What you will do: Determine how many lines of the entries include the word "DbResult", and report that number with no further text.

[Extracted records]
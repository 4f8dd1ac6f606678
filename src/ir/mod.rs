// CLASSIFICATION: COMMUNITY
// Filename: mod.rs v2.0
// Author: Lukas Bower
// Date Modified: 2026-10-19

//! Intermediate Representation (IR) root module.
//! Re-exports operations, modules, dialects, the context and the text format.

pub mod context;
pub mod dialect;
pub mod module;
pub mod operation;
pub mod parser;
pub mod printer;

pub use context::Context;
pub use dialect::{Dialect, DialectError, DialectRegistry};
pub use module::Module;
pub use operation::{Attribute, Operation};
pub use parser::{parse_module, SyntaxError};
pub use printer::print_module;
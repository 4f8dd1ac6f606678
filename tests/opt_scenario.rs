// CLASSIFICATION: COMMUNITY
// Filename: opt_scenario.rs v0.1
// Author: Lukas Bower
// Date Modified: 2026-10-19

//! End-to-end runs through the driver: parse, transform, output.

use std::io;

use choco_opt::frontend::{toy, FrontendError};
use choco_opt::ir::{parse_module, DialectError, Module};
use choco_opt::opt::{config::Config, OptMain};
use choco_opt::output::Target;
use choco_opt::{optimize_source, OptError};

fn run(cfg: &Config, input: &str) -> Result<String, OptError> {
    let opt = OptMain::new(cfg.allow_unregistered_dialect)?;
    let mut out = Vec::new();
    opt.run(cfg, input.as_bytes(), &mut out)?;
    Ok(String::from_utf8(out).unwrap())
}

#[test]
fn doubling_a_single_literal() {
    let text = optimize_source("txt", "5", &["double-literal"], Target::Ir).unwrap();
    assert!(text.contains("toy.lit {value = 10}"), "{text}");
    let module = parse_module(&text).unwrap();
    assert_eq!(module, Module::new().with_op(toy::lit(10)));
}

#[test]
fn empty_pipeline_round_trips_ir() {
    let src = "module @m {\n  toy.add {loc = \"a.toy:1\"} (\n    toy.lit {value = 1}\n    toy.lit {value = 2}\n  )\n}\n";
    let cfg = Config {
        frontend: Some("ir".into()),
        ..Config::default()
    };
    assert_eq!(run(&cfg, src).unwrap(), src);
}

#[test]
fn passes_run_in_requested_order() {
    let src = "module {\n  toy.add (\n    toy.lit {value = 2}\n    toy.lit {value = 3}\n  )\n}\n";
    let fold_then_double =
        optimize_source("ir", src, &["fold-constants", "double-literal"], Target::Ir).unwrap();
    assert!(fold_then_double.contains("toy.lit {value = 10}"));
    let double_then_fold =
        optimize_source("ir", src, &["double-literal", "fold-constants"], Target::Ir).unwrap();
    assert!(double_then_fold.contains("toy.lit {value = 10}"));

    let doubled_twice =
        optimize_source("txt", "3", &["double-literal", "double-literal"], Target::Ir).unwrap();
    assert!(doubled_twice.contains("toy.lit {value = 12}"));
}

#[test]
fn selector_runs_every_integrated_pass() {
    let src = "module {\n  toy.nop\n  toy.mul (\n    toy.lit {value = 4}\n    toy.lit {value = 5}\n  )\n}\n";
    let cfg = Config {
        frontend: Some("ir".into()),
        passes: vec!["all-integrated".into()],
        ..Config::default()
    };
    // double-literal, fold-constants, dead-code
    assert_eq!(run(&cfg, src).unwrap(), "module {\n  toy.lit {value = 80}\n}\n");
}

#[test]
fn unregistered_dialect_is_rejected_unless_allowed() {
    let src = "module {\n  alien.widget\n}\n";
    let mut cfg = Config {
        frontend: Some("ir".into()),
        ..Config::default()
    };
    let err = run(&cfg, src).unwrap_err();
    assert!(matches!(
        err,
        OptError::Frontend(FrontendError::Dialect(DialectError::UnknownDialectNode { ref kind }))
            if kind == "alien.widget"
    ));

    cfg.allow_unregistered_dialect = true;
    assert_eq!(run(&cfg, src).unwrap(), src);
}

#[test]
fn unknown_frontend_fails_without_reading() {
    let cfg = Config {
        frontend: Some("cobol".into()),
        ..Config::default()
    };
    let opt = OptMain::new(false).unwrap();
    let err = opt.run(&cfg, io::repeat(b'x'), io::sink()).unwrap_err();
    assert!(matches!(err, OptError::Frontend(FrontendError::UnknownFrontend(ref t)) if t == "cobol"));
}

#[test]
fn syntax_errors_carry_position() {
    let cfg = Config {
        frontend: Some("toy".into()),
        ..Config::default()
    };
    let err = run(&cfg, "1 2\n  3 x4\n").unwrap_err();
    match err {
        OptError::Frontend(FrontendError::Syntax(e)) => {
            assert_eq!((e.line, e.column), (2, 5));
        }
        other => panic!("unexpected error: {other}"),
    }
}

#[test]
fn failing_pass_is_reported_with_position_and_no_output() {
    let cfg = Config {
        frontend: Some("txt".into()),
        passes: vec!["nop".into(), "double-literal".into()],
        ..Config::default()
    };
    let opt = OptMain::new(false).unwrap();
    let mut out = Vec::new();
    let err = opt
        .run(&cfg, i64::MAX.to_string().as_bytes(), &mut out)
        .unwrap_err();
    match err {
        OptError::Pipeline(e) => assert_eq!(e.failing_pass(), Some(("double-literal", 1))),
        other => panic!("unexpected error: {other}"),
    }
    assert!(out.is_empty());
}

#[test]
fn json_target_parses_back() {
    let text = optimize_source("txt", "7 8", &[], Target::Json).unwrap();
    let module: Module = serde_json::from_str(&text).unwrap();
    assert_eq!(module, Module::new().with_op(toy::lit(7)).with_op(toy::lit(8)));
}

#[test]
fn split_input_processes_chunks_independently() {
    let cfg = Config {
        frontend: Some("toy".into()),
        passes: vec!["double-literal".into()],
        split_input_file: true,
        ..Config::default()
    };
    let out = run(&cfg, "1\n// -----\n2\n").unwrap();
    assert_eq!(
        out,
        "module {\n  toy.lit {value = 2}\n}\n// -----\nmodule {\n  toy.lit {value = 4}\n}\n"
    );

    let err = run(&cfg, "1\n// -----\nbad\n").unwrap_err();
    match err {
        OptError::Frontend(FrontendError::Syntax(e)) => assert_eq!((e.line, e.column), (3, 1)),
        other => panic!("unexpected error: {other}"),
    }
}
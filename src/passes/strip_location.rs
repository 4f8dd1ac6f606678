// CLASSIFICATION: COMMUNITY
// Filename: strip_location.rs v0.1
// Date Modified: 2026-10-19
// Author: Lukas Bower

use crate::ir::{Context, Module};
use crate::pass_framework::{Pass, PassError};

/// Attribute carrying source location information.
pub const LOCATION_ATTR: &str = "loc";

/// Removes the `loc` attribute from every operation.
#[derive(Clone, Copy, Debug, Default)]
pub struct StripLocation;

impl Pass for StripLocation {
    fn description(&self) -> &str {
        "drop `loc` attributes from every operation"
    }

    fn run(&self, _ctx: &Context, module: &mut Module) -> Result<(), PassError> {
        module.try_walk_mut(&mut |op| {
            op.remove_attr(LOCATION_ATTR);
            Ok(())
        })
    }
}

#[cfg(test)]
mod tests {
    use super::*;
    use crate::ir::Operation;

    #[test]
    fn removes_nested_locations_only() {
        let mut module = Module::new().with_op(
            Operation::new("toy.add")
                .with_attr(LOCATION_ATTR, "a.toy:1")
                .with_child(
                    Operation::new("toy.lit")
                        .with_attr(LOCATION_ATTR, "a.toy:2")
                        .with_attr("value", 3i64),
                ),
        );
        StripLocation.run(&Context::new(), &mut module).unwrap();
        let mut locs = 0;
        module.walk(&mut |op| locs += op.attributes.contains_key(LOCATION_ATTR) as usize);
        assert_eq!(locs, 0);
        assert_eq!(module.ops[0].region[0].attr("value").and_then(|a| a.as_int()), Some(3));
    }
}
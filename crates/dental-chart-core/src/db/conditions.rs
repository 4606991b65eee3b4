//! Tooth condition database operations.

use rusqlite::{params, OptionalExtension};

use super::{
    actor_columns, actor_from_columns, parse_surfaces, reference_columns, Database, DbError,
    DbResult, ReferenceRow,
};
use crate::models::{Severity, ToothCondition};

const SELECT_CONDITION: &str = r#"
    SELECT tc.id, tc.patient_id, tc.tooth_number,
           tc.catalog_condition_id, cc.name, cc.code,
           tc.custom_name, tc.custom_code, tc.custom_description,
           tc.surface, tc.severity, tc.notes,
           tc.created_by, tc.created_by_name, tc.created_at,
           tc.updated_by, tc.updated_by_name, tc.updated_at
    FROM tooth_conditions tc
    LEFT JOIN condition_catalog cc ON cc.id = tc.catalog_condition_id
"#;

impl Database {
    /// Insert a new tooth condition.
    pub fn insert_condition(&self, condition: &ToothCondition) -> DbResult<()> {
        let (catalog_id, custom_name, custom_code, custom_description) =
            reference_columns(&condition.reference);
        let (created_by, created_by_name) = actor_columns(&condition.created_by);

        self.conn.execute(
            r#"
            INSERT INTO tooth_conditions (
                id, patient_id, tooth_number, catalog_condition_id,
                custom_name, custom_code, custom_description,
                surface, severity, notes,
                created_by, created_by_name, created_at
            ) VALUES (?1, ?2, ?3, ?4, ?5, ?6, ?7, ?8, ?9, ?10, ?11, ?12, ?13)
            "#,
            params![
                condition.id,
                condition.patient_id,
                condition.tooth_number,
                catalog_id,
                custom_name,
                custom_code,
                custom_description,
                condition.surfaces.to_wire(),
                condition.severity.map(|s| s.as_str()),
                condition.notes,
                created_by,
                created_by_name,
                condition.created_at,
            ],
        )?;
        Ok(())
    }

    /// Write the mutable fields of an existing condition.
    pub fn update_condition(&self, condition: &ToothCondition) -> DbResult<bool> {
        let (updated_by, updated_by_name) = match &condition.updated_by {
            Some(actor) => {
                let (id, name) = actor_columns(actor);
                (Some(id), name)
            }
            None => (None, None),
        };

        let rows_affected = self.conn.execute(
            r#"
            UPDATE tooth_conditions SET
                surface = ?3,
                severity = ?4,
                notes = ?5,
                updated_by = ?6,
                updated_by_name = ?7,
                updated_at = ?8
            WHERE id = ?1 AND patient_id = ?2
            "#,
            params![
                condition.id,
                condition.patient_id,
                condition.surfaces.to_wire(),
                condition.severity.map(|s| s.as_str()),
                condition.notes,
                updated_by,
                updated_by_name,
                condition.updated_at,
            ],
        )?;
        Ok(rows_affected > 0)
    }

    /// Get a condition on a patient's chart.
    pub fn get_condition(&self, patient_id: &str, id: &str) -> DbResult<Option<ToothCondition>> {
        let sql = format!("{} WHERE tc.patient_id = ?1 AND tc.id = ?2", SELECT_CONDITION);
        let result = self
            .conn
            .query_row(&sql, params![patient_id, id], map_condition_row)
            .optional()?;

        result.map(|row| row.try_into()).transpose()
    }

    /// All conditions on a patient's chart, oldest first.
    pub fn list_conditions_for_patient(&self, patient_id: &str) -> DbResult<Vec<ToothCondition>> {
        let sql = format!(
            "{} WHERE tc.patient_id = ?1 ORDER BY tc.created_at, tc.rowid",
            SELECT_CONDITION
        );
        let mut stmt = self.conn.prepare(&sql)?;
        let rows = stmt.query_map([patient_id], map_condition_row)?;

        let mut conditions = Vec::new();
        for row in rows {
            conditions.push(row?.try_into()?);
        }
        Ok(conditions)
    }

    /// Delete a condition. Returns false if nothing was deleted.
    pub fn delete_condition(&self, patient_id: &str, id: &str) -> DbResult<bool> {
        let rows_affected = self.conn.execute(
            "DELETE FROM tooth_conditions WHERE patient_id = ?1 AND id = ?2",
            params![patient_id, id],
        )?;
        Ok(rows_affected > 0)
    }
}

fn map_condition_row(row: &rusqlite::Row<'_>) -> rusqlite::Result<ConditionRow> {
    Ok(ConditionRow {
        id: row.get(0)?,
        patient_id: row.get(1)?,
        tooth_number: row.get(2)?,
        reference: ReferenceRow {
            catalog_id: row.get(3)?,
            catalog_name: row.get(4)?,
            catalog_code: row.get(5)?,
            custom_name: row.get(6)?,
            custom_code: row.get(7)?,
            custom_description: row.get(8)?,
        },
        surface: row.get(9)?,
        severity: row.get(10)?,
        notes: row.get(11)?,
        created_by: row.get(12)?,
        created_by_name: row.get(13)?,
        created_at: row.get(14)?,
        updated_by: row.get(15)?,
        updated_by_name: row.get(16)?,
        updated_at: row.get(17)?,
    })
}

/// Intermediate row struct for database mapping.
struct ConditionRow {
    id: String,
    patient_id: String,
    tooth_number: String,
    reference: ReferenceRow,
    surface: String,
    severity: Option<String>,
    notes: Option<String>,
    created_by: String,
    created_by_name: Option<String>,
    created_at: String,
    updated_by: Option<String>,
    updated_by_name: Option<String>,
    updated_at: Option<String>,
}

impl TryFrom<ConditionRow> for ToothCondition {
    type Error = DbError;

    fn try_from(row: ConditionRow) -> Result<Self, Self::Error> {
        let severity = row
            .severity
            .map(|s| {
                Severity::parse(&s)
                    .ok_or_else(|| DbError::Constraint(format!("Unknown severity: {}", s)))
            })
            .transpose()?;

        Ok(ToothCondition {
            id: row.id,
            patient_id: row.patient_id,
            tooth_number: row.tooth_number,
            reference: row.reference.try_into()?,
            surfaces: parse_surfaces(&row.surface)?,
            severity,
            notes: row.notes,
            created_by: actor_from_columns(row.created_by, row.created_by_name),
            created_at: row.created_at,
            updated_by: row
                .updated_by
                .map(|id| actor_from_columns(id, row.updated_by_name)),
            updated_at: row.updated_at,
        })
    }
}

Exercise response: 6